Poor Pictures + Good Information = Great Deals

If the pictures are poor but the description sounds great (and the seller seems reliable), you may have hit the jacket. Low quality pictures will scare off most buyers, allowing you to squeeze out a good deal. I made a living on this in college; buying poorly listed items and re-listing them with better pictures, more compelling descriptions, accurate measurements, etc.

Avoid Stock Images

Make sure you’re looking at images of the actual item for sale. Some sellers will use stock images, which tells you nothing about the current condition, distressing, coloring, etc. Sometimes the design details aren’t even the same and the seller didn’t notice subtle differences.

Make Sure It’s Authentic

There’s knock-off everything. From Nikes and Timbs to Ralph Lauren and Versace.

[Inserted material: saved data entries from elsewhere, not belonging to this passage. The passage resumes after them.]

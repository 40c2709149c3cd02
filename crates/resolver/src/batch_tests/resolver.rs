// SPDX-License-Identifier: BUSL-1.1
// Copyright (c) 2026 Alfred Jean LLC

use super::*;
use crate::expr::{Expr, Scope};
use crate::options::ResolveOptions;
use crate::registry::Registry;
use envspec_parser::parse;

fn registry(store: &FakeSecretStore) -> Registry {
    let mut registry = Registry::with_builtins();
    registry.register(store.resolver("secret"));
    registry
}

fn compile(src: &str, registry: &Registry) -> Result<Expr, SchemaError> {
    let doc = parse(&format!("X={src}\n")).unwrap();
    let value = doc.config_item("X").unwrap().value.clone().unwrap();
    Expr::compile(&value, registry)
}

fn scope() -> Scope {
    Scope::new(ResolveOptions::new()).for_key("X")
}

#[tokio::test]
async fn arguments_of_one_call_are_batched_together() {
    let store = store();
    let registry = registry(&store);
    let expr = compile("concat(secret(API_KEY), \":\", secret(DB_PASSWORD))", &registry).unwrap();

    let value = expr.evaluate(&scope()).await.unwrap();
    assert_eq!(value, ResolvedValue::string("k-123:hunter2"));
    assert_eq!(store.batches(), vec![batch(&["API_KEY", "DB_PASSWORD"])]);
}

#[tokio::test]
async fn key_may_be_computed() {
    let store = store();
    let registry = registry(&store);
    let expr = compile("secret(concat(API, _KEY))", &registry).unwrap();
    assert_eq!(
        expr.evaluate(&scope()).await,
        Ok(ResolvedValue::string("k-123"))
    );
}

#[tokio::test]
async fn computed_empty_key_is_rejected() {
    let store = store();
    let registry = registry(&store);
    let expr = compile("secret(ref(EMPTY))", &registry).unwrap();
    let scope = scope().with_values([("EMPTY", ResolvedValue::string(""))]);

    let err = expr.evaluate(&scope).await.unwrap_err();
    assert!(
        matches!(err, ResolutionError::InvalidArgument { ref function, .. } if function == "secret"),
        "{err:?}"
    );
    assert!(store.batches().is_empty());
}

#[yare::parameterized(
    no_args   = { "secret()" },
    two_args  = { "secret(a, b)" },
    named     = { "secret(key=a)" },
    empty_key = { "secret(\"\")" },
)]
fn misuse_is_a_schema_error(src: &str) {
    let store = FakeSecretStore::new();
    let err = compile(src, &registry(&store)).unwrap_err();
    assert!(
        matches!(err, SchemaError::InvalidArgs { ref function, .. } if function == "secret"),
        "{err:?}"
    );
}

#[test]
fn resolver_is_named_after_its_function() {
    let store = FakeSecretStore::new();
    let resolver = store.resolver("vault");
    assert_eq!(Resolver::name(&resolver), "vault");
    assert_eq!(resolver.coalescer().window(), Duration::from_millis(5));
}
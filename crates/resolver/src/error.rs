// SPDX-License-Identifier: BUSL-1.1
// Copyright (c) 2026 Alfred Jean LLC

//! Error types for schema processing, resolution and validation

use std::fmt;
use std::time::Duration;
use thiserror::Error;

/// Decorator or function misuse found before any value is resolved.
#[derive(Debug, Error, Clone, PartialEq)]
pub enum SchemaError {
    #[error("conflicting decorators: @{first} and @{second}")]
    ConflictingDecorators { first: String, second: String },
    #[error("invalid @pattern: {0}")]
    InvalidPattern(String),
    #[error("invalid range: @min {min} is greater than @max {max}")]
    InvalidRange { min: f64, max: f64 },
    #[error("@{decorator} expects a number, got {value:?}")]
    NotANumber { decorator: String, value: String },
    #[error("@{0} needs a static value")]
    NonStaticValue(String),
    #[error("unknown function: {0}()")]
    UnknownFunction(String),
    #[error("invalid arguments for {function}(): {message}")]
    InvalidArgs { function: String, message: String },
    #[error("{0}(): arguments must be either all positional or all key=value")]
    MixedArgs(String),
}

impl SchemaError {
    pub fn invalid_args(function: &str, message: impl Into<String>) -> Self {
        SchemaError::InvalidArgs {
            function: function.to_string(),
            message: message.into(),
        }
    }
}

/// A schema error and the item it belongs to (`None` for root decorators).
#[derive(Debug, Clone, PartialEq)]
pub struct SchemaIssue {
    pub key: Option<String>,
    pub error: SchemaError,
}

impl fmt::Display for SchemaIssue {
    fn fmt(&self, f: &mut fmt::Formatter<'_>) -> fmt::Result {
        match &self.key {
            Some(key) => write!(f, "{key}: {}", self.error),
            None => write!(f, "header: {}", self.error),
        }
    }
}

/// Every schema issue in a document.
#[derive(Debug, Clone, PartialEq, Default)]
pub struct SchemaErrors(pub Vec<SchemaIssue>);

impl SchemaErrors {
    pub fn is_empty(&self) -> bool {
        self.0.is_empty()
    }

    pub fn len(&self) -> usize {
        self.0.len()
    }

    pub fn iter(&self) -> impl Iterator<Item = &SchemaIssue> {
        self.0.iter()
    }

    pub fn for_key<'a>(&'a self, key: &'a str) -> impl Iterator<Item = &'a SchemaError> + 'a {
        self.0
            .iter()
            .filter(move |i| i.key.as_deref() == Some(key))
            .map(|i| &i.error)
    }
}

impl fmt::Display for SchemaErrors {
    fn fmt(&self, f: &mut fmt::Formatter<'_>) -> fmt::Result {
        for (i, issue) in self.0.iter().enumerate() {
            if i > 0 {
                f.write_str("\n")?;
            }
            issue.fmt(f)?;
        }
        Ok(())
    }
}

impl std::error::Error for SchemaErrors {}

/// Failure class reported by an external resolver.
#[derive(Debug, Clone, Copy, PartialEq, Eq)]
pub enum ExternalErrorKind {
    NotFound,
    Forbidden,
    AuthExpired,
    RateLimited,
    Other,
}

impl fmt::Display for ExternalErrorKind {
    fn fmt(&self, f: &mut fmt::Formatter<'_>) -> fmt::Result {
        f.write_str(match self {
            ExternalErrorKind::NotFound => "not found",
            ExternalErrorKind::Forbidden => "forbidden",
            ExternalErrorKind::AuthExpired => "authentication expired",
            ExternalErrorKind::RateLimited => "rate limited",
            ExternalErrorKind::Other => "error",
        })
    }
}

/// Failure while evaluating one value expression.
#[derive(Debug, Error, Clone, PartialEq)]
pub enum ResolutionError {
    #[error("reference to unknown key: {0}")]
    UnknownReference(String),
    #[error("command failed with exit code {code:?}: {stderr}")]
    ExecFailed { code: Option<i32>, stderr: String },
    #[error("command timed out after {0:?}")]
    ExecTimedOut(Duration),
    #[error("failed to run command: {0}")]
    ExecSpawn(String),
    #[error("{resolver}: {key}: {kind}: {message}")]
    External {
        resolver: String,
        key: String,
        kind: ExternalErrorKind,
        message: String,
    },
    #[error("invalid value: {0}")]
    InvalidValue(String),
    #[error("{resolver}: batch request failed: {message}")]
    Batch { resolver: String, message: String },
    #[error("{function}(): {message}")]
    InvalidArgument { function: String, message: String },
}

impl ResolutionError {
    pub fn external(
        resolver: &str,
        key: &str,
        kind: ExternalErrorKind,
        message: impl Into<String>,
    ) -> Self {
        ResolutionError::External {
            resolver: resolver.to_string(),
            key: key.to_string(),
            kind,
            message: message.into(),
        }
    }

    pub fn invalid_argument(function: &str, message: impl Into<String>) -> Self {
        ResolutionError::InvalidArgument {
            function: function.to_string(),
            message: message.into(),
        }
    }

    /// Remediation hint for the user, when there is an obvious one.
    pub fn tip(&self) -> Option<String> {
        match self {
            ResolutionError::UnknownReference(key) => Some(format!(
                "define {key} earlier in the file or pass it as an override"
            )),
            ResolutionError::ExecTimedOut(_) => {
                Some("raise ENVSPEC_EXEC_TIMEOUT_MS if the command is expected to be slow".into())
            }
            ResolutionError::ExecSpawn(_) => {
                Some("check that ENVSPEC_SHELL points at an installed shell".into())
            }
            ResolutionError::External { kind, resolver, .. } => match kind {
                ExternalErrorKind::NotFound => {
                    Some(format!("check the name of the entry in {resolver}"))
                }
                ExternalErrorKind::Forbidden => {
                    Some(format!("check that your {resolver} credentials can read this entry"))
                }
                ExternalErrorKind::AuthExpired => {
                    Some(format!("sign in to {resolver} again and retry"))
                }
                ExternalErrorKind::RateLimited => Some("wait a moment and retry".into()),
                ExternalErrorKind::Other => None,
            },
            _ => None,
        }
    }

    /// Whether the whole resolution should stop rather than mark one item invalid.
    pub fn is_fatal(&self) -> bool {
        matches!(
            self,
            ResolutionError::External {
                kind: ExternalErrorKind::AuthExpired,
                ..
            }
        )
    }
}

/// Validation failure of one resolved item.
///
/// Messages never include the offending value; it may be a secret.
#[derive(Debug, Error, Clone, PartialEq)]
pub enum ItemError {
    #[error(transparent)]
    Resolution(#[from] ResolutionError),
    #[error("value is required but empty")]
    Required,
    #[error("value does not match pattern {0}")]
    Pattern(String),
    #[error("value is not one of: {}", .0.join(", "))]
    Enum(Vec<String>),
    #[error("value is out of range ({0})")]
    OutOfRange(String),
    #[error("value is not a valid {0}")]
    Coercion(&'static str),
}

/// Errors that stop a resolution run.
#[derive(Debug, Error)]
pub enum ResolveError {
    #[error("invalid schema:\n{0}")]
    Schema(#[from] SchemaErrors),
    #[error("fatal error resolving {key}: {source}")]
    Fatal {
        key: String,
        #[source]
        source: ResolutionError,
    },
    #[error("failed to resolve {key}: {source}")]
    FailFast {
        key: String,
        #[source]
        source: ItemError,
    },
}

#[cfg(test)]
#[path = "error_tests.rs"]
mod tests;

If it has market value, someone is willing to knock it off. Get to know what the real tags/packaging looks like, and beware of the country of origin (not so much where the item was manufactured, but where it’s being shipped from). If the package is coming from somewhere like China or Vietnam, I would be cautious and ask for a money-back guaranteed regarding authenticity.

Be Patient. Never Settle

If you’re not 100% about an item, forget about it! The eBay cycle never stops and there will always be other chances to buy something for an equally good deal. The market equilibrium is actually quite surprising.

 

Lastly, what’s a TSB Post without some images for inspiration?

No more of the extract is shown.